その1 試用期間中の解雇(本採用拒否)をめぐるトラブル

『よくある労働者の主張』
  • 〇 採用時に試用期間があることを明示されていない
  • 〇 試用期間中、会社から一度も注意や指導を受けていない
  • 〇 本採用拒否の理由が曖昧だ

〜リスク管理のポイント〜
1.採用時に就業規則等の内容を説明すること
2.適格性有無の判断を目的とする試用期間中の解雇と本採用後の通常解雇と全く同一に論ずることは
  できないため、解雇の合理的事由の範囲は広いと考えられている。したがって、普通解雇や懲戒解雇
  とまったく同じものとはいえないため、単独の条項で本採用取消の根拠や手続きを規定すること
3.適格性判断は規模や業種によっても異なるため、その長さについてよく検討する必要があること

その2 退職理由をめぐるトラブル

『よくある労働者の主張』  ・・・ 解雇に近い退職の場合に比較的多い
  • 〇 自ら望んで会社を後にしたわけではない
  • 〇 退職せざるを得ない状態に追い込まれた
  • 〇 退職届は書かされた

〜リスク管理のポイント〜
1.退職を勧奨していたような場合は事実に基づいて処理を行うこと
2.退職理由に異議のないことについて書面による合意を交わすこと
3.退職強要と思われるような言動はしないこと

その3 服務規律違反による解雇

『よくある労働者の主張』
  • 〇 与えられた仕事はきちんとこなしていた
  • 〇 勤務態度不良の事実はほかの同僚も同じようにある
  • 〇 一度も注意をされたことがない

〜リスク管理のポイント〜
1.客観的に合理的、かつ想定し得る解雇事由を具体的に就業規則に定めること
2.能力不足や不良事実に対する指導書などを交付し、労働者に問題意識を気付かせること
3.再三の注意指導にもかかわらず改善されない場合は、始末書の提出などの制裁を科し、
  勤務態度を改める機会を与えること

〜さらに補足〜
平成22年5月、宮城県内にある某リース会社の幹部従業員が勤務態度不良等を理由に解雇された事件で、解雇が有効と判断された裁判がありますが、そこに至るまでの道のりは決して平坦なものでは
ありません。
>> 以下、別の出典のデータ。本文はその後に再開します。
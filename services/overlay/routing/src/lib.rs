//! Next-hop routing, full routes, and spanning trees for the overlay.
//!
//! This crate derives routing answers from frozen topology snapshots:
//! the outgoing link toward a destination, the complete path to it, and the
//! shortest-path spanning tree rooted at the local node. A [`RoutingTable`]
//! swaps in a new routing view per snapshot behind the [`Router`] trait.

#![warn(missing_docs)]
#![warn(clippy::all)]

pub mod error;
pub mod router;
pub mod routing_info;
pub mod table;

pub use error::RoutingError;
pub use router::*;
pub use routing_info::{NetworkRoutingInformation, SpanningTree};
pub use table::*;
//! Auto-retry configuration and backoff computation.

use std::collections::BTreeMap;
use std::time::Duration;
use tracing::warn;

/// Contact point attribute: initial retry delay in seconds
pub const ATTRIBUTE_INITIAL_DELAY: &str = "autoRetryInitialDelay";
/// Contact point attribute: delay multiplier per consecutive failure
pub const ATTRIBUTE_DELAY_MULTIPLIER: &str = "autoRetryDelayMultiplier";
/// Contact point attribute: maximum delay in seconds, 0 for none
pub const ATTRIBUTE_MAXIMUM_DELAY: &str = "autoRetryMaximumDelay";

/// Smallest accepted initial delay; lower values disable auto-retry
pub const MIN_INITIAL_DELAY: Duration = Duration::from_secs(5);

/// Exponential backoff parameters for automatic reconnects
#[derive(Debug, Clone, PartialEq)]
pub struct AutoRetryPolicy {
    initial_delay: Duration,
    multiplier: f64,
    max_delay: Option<Duration>,
}

impl AutoRetryPolicy {
    /// Create a policy, applying the same rules as attribute parsing:
    /// an initial delay below [`MIN_INITIAL_DELAY`] yields `None`, a
    /// multiplier below 1 is raised to 1, and a maximum below the initial
    /// delay is dropped.
    pub fn new(initial_delay: Duration, multiplier: f64, max_delay: Option<Duration>) -> Option<Self> {
        if initial_delay < MIN_INITIAL_DELAY {
            warn!(
                "Auto-retry initial delay {:?} is below the minimum of {:?}; disabling auto-retry",
                initial_delay, MIN_INITIAL_DELAY
            );
            return None;
        }
        let multiplier = if multiplier.is_nan() || multiplier < 1.0 {
            warn!(
                "Auto-retry delay multiplier {} is below 1; using 1 instead",
                multiplier
            );
            1.0
        } else {
            multiplier
        };
        let max_delay = match max_delay {
            Some(max) if max.is_zero() => None,
            Some(max) if max < initial_delay => {
                warn!(
                    "Auto-retry maximum delay {:?} is lower than the initial delay {:?}; ignoring the maximum",
                    max, initial_delay
                );
                None
            }
            other => other,
        };
        Some(Self {
            initial_delay,
            multiplier,
            max_delay,
        })
    }

    /// Parse the policy from contact point attributes. Absent, malformed,
    /// or too small initial delays disable auto-retry.
    pub fn from_attributes(attributes: &BTreeMap<String, String>) -> Option<Self> {
        let initial = attributes.get(ATTRIBUTE_INITIAL_DELAY)?.trim();
        if initial.is_empty() {
            return None;
        }
        let initial_secs: u64 = match initial.parse() {
            Ok(v) => v,
            Err(_) => {
                warn!(
                    "Invalid value '{}' for {}; auto-retry disabled",
                    initial, ATTRIBUTE_INITIAL_DELAY
                );
                return None;
            }
        };

        let multiplier = match attributes.get(ATTRIBUTE_DELAY_MULTIPLIER).map(|v| v.trim()) {
            None | Some("") => 1.0,
            Some(v) => match v.parse::<f64>() {
                Ok(m) => m,
                Err(_) => {
                    warn!(
                        "Invalid value '{}' for {}; auto-retry disabled",
                        v, ATTRIBUTE_DELAY_MULTIPLIER
                    );
                    return None;
                }
            },
        };

        let max_delay = match attributes.get(ATTRIBUTE_MAXIMUM_DELAY).map(|v| v.trim()) {
            None | Some("") => None,
            Some(v) => match v.parse::<u64>() {
                Ok(secs) => Some(Duration::from_secs(secs)),
                Err(_) => {
                    warn!(
                        "Invalid value '{}' for {}; auto-retry disabled",
                        v, ATTRIBUTE_MAXIMUM_DELAY
                    );
                    return None;
                }
            },
        };

        Self::new(Duration::from_secs(initial_secs), multiplier, max_delay)
    }

    /// Initial delay
    pub fn initial_delay(&self) -> Duration {
        self.initial_delay
    }

    /// Multiplier per consecutive failure
    pub fn multiplier(&self) -> f64 {
        self.multiplier
    }

    /// Upper bound of the delay, if any
    pub fn max_delay(&self) -> Option<Duration> {
        self.max_delay
    }

    /// Delay before the next attempt after `consecutive_failures` failures
    pub fn delay_for(&self, consecutive_failures: u32) -> Duration {
        let exponent = consecutive_failures.saturating_sub(1).min(i32::MAX as u32) as i32;
        let millis = self.initial_delay.as_millis() as f64 * self.multiplier.powi(exponent);
        let millis = if millis.is_finite() && millis < u64::MAX as f64 {
            millis.round() as u64
        } else {
            u64::MAX
        };
        let delay = Duration::from_millis(millis);
        match self.max_delay {
            Some(max) => delay.min(max),
            None => delay,
        }
    }
}

#[cfg(test)]
mod tests {
    use super::*;

    fn attrs(pairs: &[(&str, &str)]) -> BTreeMap<String, String> {
        pairs
            .iter()
            .map(|(k, v)| (k.to_string(), v.to_string()))
            .collect()
    }

    #[test]
    fn test_backoff_sequence() {
        let policy = AutoRetryPolicy::new(
            Duration::from_secs(5),
            2.0,
            Some(Duration::from_secs(30)),
        )
        .unwrap();

        let delays: Vec<u64> = (1..=6).map(|k| policy.delay_for(k).as_secs()).collect();
        assert_eq!(delays, vec![5, 10, 20, 30, 30, 30]);
    }

    #[test]
    fn test_backoff_is_monotonic_and_bounded() {
        let policy = AutoRetryPolicy::new(
            Duration::from_secs(7),
            1.7,
            Some(Duration::from_secs(600)),
        )
        .unwrap();
        let mut previous = Duration::ZERO;
        for k in 1..200 {
            let delay = policy.delay_for(k);
            assert!(delay >= previous);
            assert!(delay <= Duration::from_secs(600));
            previous = delay;
        }
    }

    #[test]
    fn test_unbounded_does_not_overflow() {
        let policy = AutoRetryPolicy::new(Duration::from_secs(5), 10.0, None).unwrap();
        assert_eq!(policy.delay_for(1000), Duration::from_millis(u64::MAX));
    }

    #[test]
    fn test_from_attributes() {
        let policy = AutoRetryPolicy::from_attributes(&attrs(&[
            (ATTRIBUTE_INITIAL_DELAY, "10"),
            (ATTRIBUTE_DELAY_MULTIPLIER, "1.5"),
            (ATTRIBUTE_MAXIMUM_DELAY, "60"),
        ]))
        .unwrap();
        assert_eq!(policy.initial_delay(), Duration::from_secs(10));
        assert_eq!(policy.multiplier(), 1.5);
        assert_eq!(policy.max_delay(), Some(Duration::from_secs(60)));
        assert_eq!(policy.delay_for(2), Duration::from_secs(15));
    }

    #[test]
    fn test_defaults_and_corrections() {
        let policy =
            AutoRetryPolicy::from_attributes(&attrs(&[(ATTRIBUTE_INITIAL_DELAY, "5")])).unwrap();
        assert_eq!(policy.multiplier(), 1.0);
        assert_eq!(policy.max_delay(), None);

        let policy = AutoRetryPolicy::from_attributes(&attrs(&[
            (ATTRIBUTE_INITIAL_DELAY, "20"),
            (ATTRIBUTE_DELAY_MULTIPLIER, "0.5"),
            (ATTRIBUTE_MAXIMUM_DELAY, "10"),
        ]))
        .unwrap();
        assert_eq!(policy.multiplier(), 1.0);
        assert_eq!(policy.max_delay(), None);

        let policy = AutoRetryPolicy::from_attributes(&attrs(&[
            (ATTRIBUTE_INITIAL_DELAY, "20"),
            (ATTRIBUTE_MAXIMUM_DELAY, "0"),
        ]))
        .unwrap();
        assert_eq!(policy.max_delay(), None);
    }

    #[test]
    fn test_disabled() {
        assert!(AutoRetryPolicy::from_attributes(&attrs(&[])).is_none());
        assert!(AutoRetryPolicy::from_attributes(&attrs(&[(ATTRIBUTE_INITIAL_DELAY, "4")])).is_none());
        assert!(AutoRetryPolicy::from_attributes(&attrs(&[(ATTRIBUTE_INITIAL_DELAY, "abc")])).is_none());
        assert!(AutoRetryPolicy::from_attributes(&attrs(&[
            (ATTRIBUTE_INITIAL_DELAY, "10"),
            (ATTRIBUTE_DELAY_MULTIPLIER, "fast"),
        ]))
        .is_none());
    }
}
まず、労働審判を経て、1審2審で解雇無効との判決を受け、最高裁に持ち込み、
やっと会社の主張が認められたというものです。

この従業員には飲酒癖があり、酒に酔った状態で出勤したり、勤務時間中に居眠りをしたり、
社外での打ち合わせ等と称して嫌がる部下を連れて温泉施設で昼間から飲酒をしたり、
取引先担当者も同席する展示会場でろれつが回らなくなるほどに酔ってしまったりすることが
日常的となっていましたが、会社が勤務態度や飲酒癖を改めるよう十分な注意や指導をして
いなかったことなどから、下級審においては解雇が有効と認められませんでした。

飲酒癖といった生活習慣の改善が自己責任の範疇であるとの主張が認められるためには、
最高裁まで持ち込まなければ、社会的常識の判断がなされない現状と
厳格な解雇規制を認識しておく必要があります。